La globalizzazione dell’informazione equivale al rischio di una omologazione delle notizie?
Il luogo comune che ha sempre accompagnato la nascita e la diffusione di internet come canale di diffusione e propagazione dell’informazione è la sua intrinseca capacità di garantire una maggiore libertà di espressione. Web, blog, twitter, i contenuti viaggiano senza che nessuno possa realmente impedire che le voci vengano censurate. Ma nella realtà? Non è forse vero il contrario? Non è forse vero che la globalizzazione dell’informazione equivale al rischio di una omologazione delle notizie? La verità è che internet diventa un grande normalizzatore di stili di vita ed è il più grande strumento per colonizzare il pensiero di una moltitudine di persone che risiedono nei luoghi più diversi del pianeta.

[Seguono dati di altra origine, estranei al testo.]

use crate::cli::Cli;
use crate::config::Settings;
use crate::services::ApiClient;
use crate::session::{FileSessionStore, SessionEvent, SessionStore};
use anyhow::{Context, Result};
use std::sync::Arc;
use tokio::sync::broadcast;

/// Fold command-line overrides into the loaded settings.
pub fn apply_overrides(settings: &mut Settings, cli: &Cli) {
    if let Some(server) = &cli.server {
        settings.api.server_url = server.clone();
    }
    if let Some(path) = &cli.session_file {
        settings.session.path = Some(path.clone());
    }
}

/// Client backed by the on-disk session file.
pub fn build_client(settings: &Settings) -> Result<ApiClient> {
    let path = match &settings.session.path {
        Some(path) => path.clone(),
        None => FileSessionStore::default_path()?,
    };
    let store = FileSessionStore::open(&path)
        .with_context(|| format!("Failed to open session file {}", path.display()))?;
    tracing::debug!(path = %path.display(), base_url = %settings.api.base_url(), "building API client");

    let store: Arc<dyn SessionStore> = Arc::new(store);
    ApiClient::new(settings.api.clone(), store).context("Failed to build API client")
}

/// Drain pending session events and report whether the session was ended
/// by the server rather than by the user.
pub fn session_expired(events: &mut broadcast::Receiver<SessionEvent>) -> bool {
    let mut expired = false;
    while let Ok(event) = events.try_recv() {
        match event {
            SessionEvent::Invalidated => expired = true,
            SessionEvent::LoggedOut | SessionEvent::Established => expired = false,
            SessionEvent::Refreshed => {}
        }
    }
    expired
}
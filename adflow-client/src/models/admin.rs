use super::user::{Role, UserSummary};
use serde::{Deserialize, Serialize};

#[derive(Debug, Clone, Default, Serialize, Deserialize)]
#[serde(default)]
pub struct CountStats {
    pub total: u64,
    pub active: u64,
    pub new_this_week: u64,
}

#[derive(Debug, Clone, Default, Serialize, Deserialize)]
#[serde(default)]
pub struct FinancialStats {
    pub total_budget_managed: f64,
    pub total_spent: f64,
    pub avg_budget: f64,
}

#[derive(Debug, Clone, Default, Serialize, Deserialize)]
#[serde(default)]
pub struct AiStats {
    pub total_optimizations: u64,
}

/// Platform-wide counters shown on the admin panel.
#[derive(Debug, Clone, Default, Serialize, Deserialize)]
#[serde(default)]
pub struct SystemStats {
    pub users: CountStats,
    pub campaigns: CountStats,
    pub financials: FinancialStats,
    pub ai: AiStats,
}

#[derive(Debug, Deserialize)]
pub(crate) struct StatsEnvelope {
    pub stats: SystemStats,
}

/// A user as seen by an administrator.
#[derive(Debug, Clone, PartialEq, Serialize, Deserialize)]
pub struct AdminUser {
    pub id: i64,
    pub username: String,
    #[serde(default)]
    pub email: Option<String>,
    #[serde(default)]
    pub full_name: Option<String>,
    #[serde(default)]
    pub company: Option<String>,
    pub role: Role,
    #[serde(default)]
    pub is_active: bool,
    #[serde(default)]
    pub is_verified: bool,
    #[serde(default)]
    pub campaign_count: u64,
    #[serde(default)]
    pub created_at: Option<String>,
    #[serde(default)]
    pub last_login: Option<String>,
}

#[derive(Debug, Deserialize)]
pub(crate) struct AdminUserEnvelope {
    pub user: AdminUser,
}

/// One page of `GET /admin/users`.
#[derive(Debug, Clone, Serialize, Deserialize)]
pub struct UserPage {
    pub users: Vec<AdminUser>,
    pub total: u64,
    pub page: u32,
    pub per_page: u32,
    pub pages: u32,
}

/// Paging and search for the admin user listing.
#[derive(Debug, Clone, PartialEq, Eq)]
pub struct UserQuery {
    pub page: u32,
    pub per_page: u32,
    /// Matches username, email or company.
    pub search: Option<String>,
}

impl Default for UserQuery {
    fn default() -> Self {
        Self {
            page: 1,
            per_page: 20,
            search: None,
        }
    }
}

impl UserQuery {
    pub(crate) fn to_pairs(&self) -> Vec<(String, String)> {
        let mut pairs = vec![
            ("page".to_string(), self.page.to_string()),
            ("per_page".to_string(), self.per_page.to_string()),
        ];
        if let Some(search) = self.search.as_deref().filter(|s| !s.is_empty()) {
            pairs.push(("search".to_string(), search.to_string()));
        }
        pairs
    }
}

/// An optimization log entry.
#[derive(Debug, Clone, Serialize, Deserialize)]
pub struct ActivityEntry {
    pub id: i64,
    pub campaign_id: i64,
    pub action: String,
    #[serde(default)]
    pub reason: Option<String>,
    #[serde(default)]
    pub success: bool,
    #[serde(default)]
    pub confidence_score: Option<f64>,
    #[serde(default)]
    pub performed_at: Option<String>,
}

#[derive(Debug, Deserialize)]
pub(crate) struct ActivityEnvelope {
    pub activity: Vec<ActivityEntry>,
}

#[derive(Debug, Clone, Serialize, Deserialize)]
pub struct ActiveToggle {
    pub is_active: bool,
    #[serde(default)]
    pub message: Option<String>,
}

#[derive(Debug, Clone, Serialize, Deserialize)]
pub struct RoleChange {
    pub role: Role,
    #[serde(default)]
    pub message: Option<String>,
}

#[derive(Debug, Serialize)]
pub(crate) struct RoleRequest<'a> {
    pub role: &'a Role,
}

/// Payload for `PUT /admin/users/{id}`. Only set fields are changed.
#[derive(Debug, Clone, Default, Serialize, Deserialize)]
pub struct UserUpdate {
    #[serde(skip_serializing_if = "Option::is_none")]
    pub full_name: Option<String>,
    #[serde(skip_serializing_if = "Option::is_none")]
    pub company: Option<String>,
    #[serde(skip_serializing_if = "Option::is_none")]
    pub role: Option<Role>,
    #[serde(skip_serializing_if = "Option::is_none")]
    pub is_active: Option<bool>,
    #[serde(skip_serializing_if = "Option::is_none")]
    pub is_verified: Option<bool>,
}

impl UserUpdate {
    pub fn is_empty(&self) -> bool {
        self.full_name.is_none()
            && self.company.is_none()
            && self.role.is_none()
            && self.is_active.is_none()
            && self.is_verified.is_none()
    }
}

/// What the server echoes back after an update.
#[derive(Debug, Clone, Serialize, Deserialize)]
pub struct UpdatedUser {
    pub id: i64,
    pub role: Role,
    pub is_active: bool,
}

#[derive(Debug, Deserialize)]
pub(crate) struct UpdatedUserEnvelope {
    pub user: UpdatedUser,
}

/// Result of promoting the first administrator.
#[derive(Debug, Clone, Serialize, Deserialize)]
pub struct BootstrapResult {
    #[serde(default)]
    pub message: Option<String>,
    pub user: UserSummary,
}

#[cfg(test)]
mod tests {
    use super::*;

    #[test]
    fn test_query_pairs() {
        let query = UserQuery::default();
        assert_eq!(
            query.to_pairs(),
            vec![
                ("page".to_string(), "1".to_string()),
                ("per_page".to_string(), "20".to_string()),
            ]
        );

        let query = UserQuery {
            page: 2,
            per_page: 10,
            search: Some("acme".to_string()),
        };
        assert_eq!(query.to_pairs().len(), 3);
        assert_eq!(query.to_pairs()[2].1, "acme");

        let query = UserQuery {
            search: Some(String::new()),
            ..Default::default()
        };
        assert_eq!(query.to_pairs().len(), 2);
    }

    #[test]
    fn test_user_update_sends_only_set_fields() {
        let update = UserUpdate {
            role: Some(Role::Agency),
            is_active: Some(false),
            ..Default::default()
        };
        assert!(!update.is_empty());
        assert_eq!(
            serde_json::to_value(&update).unwrap(),
            serde_json::json!({"role": "agency", "is_active": false})
        );
        assert!(UserUpdate::default().is_empty());
    }

    #[test]
    fn test_bootstrap_result_with_partial_user() {
        let result: BootstrapResult = serde_json::from_value(serde_json::json!({
            "success": true,
            "message": "maria is now admin! Log out and log back in to see Admin Panel.",
            "user": {"id": 3, "username": "maria", "role": "admin"}
        }))
        .unwrap();

        assert!(result.user.role.is_admin());
        assert!(result.user.email.is_none());
    }
}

In ogni momento di discontinuità tecnologica che ha accompagnato l’evoluzione dei media si è sempre determinato un ordine di potere economico più ampio del precedente. I padroni dell’industria mediatica sono oggi dei colossi che un tempo nessuno immaginava potessero esistere. Se da una parte i costi di accesso a internet rendono possibile a singoli e piccoli gruppi di portare la propria voce sulla rete è altresì vero che i capitali che possono garantire l’esercizio di un vero impero mediatico sono alla portata di pochissimi gruppi i quali tendono ad avere interessi plurimi in quella che è oggi diventata la comunicazione convergente video-dati-voce, declinata attraverso il controllo di più media, Internet-TV-Giornali. In buona sostanza significa essere nella possibilità di immettere sul mercato risorse di un ordine di grandezza tale da mettere a rischio l’esercizio di una libera informazione in quanto condiziona le dinamiche degli investimenti pubblicitari, fonte primaria di sostenibilità del giornalismo.
E nell’era dell’informazione su internet, il fattore egemonico diventa la tecnologia. Di fatto lo è sempre stata, ma oggi, rispettando la logica che ha finora ha mosso l’industria dell’informazione, lo diventa in modo ancor più evidente. Piattaforme di distribuzione, infrastrutture di comunicazione sono gli elementi attraverso cui si esercita il nuovo oligopolio dell’industria mediatica. La disponibilità di capitali diventa prioritaria. Murdoch, attraverso le risorse finanziarie che ruotano attorno a News Corporation, è oggi impegnato nel tentativo di estendere il proprio impero sino a mettere in pericolo l’equilibrio che determina libera concorrenza e libero mercato. Google, elemento centrale e trasversale di intermediazione delle notizie, investe nei canali di comunicazione emergente che tendono a divenire essenziali in termini di distribuzione di contenuti e pubblicità, come il mobile e la TV. A ulteriore testimonianza dell’iperattivismo che mobilita ingenti risorse finanziarie e crea il nuovo oligopolio dell”industria dei media è anche l’ipotesi di fusione tra AOL e Yahoo! E il rischio, o l’inevitabile conseguenza con cui dovremmo convivere e misurarci, è quello di una omologazione sempre più forte dei messaggi.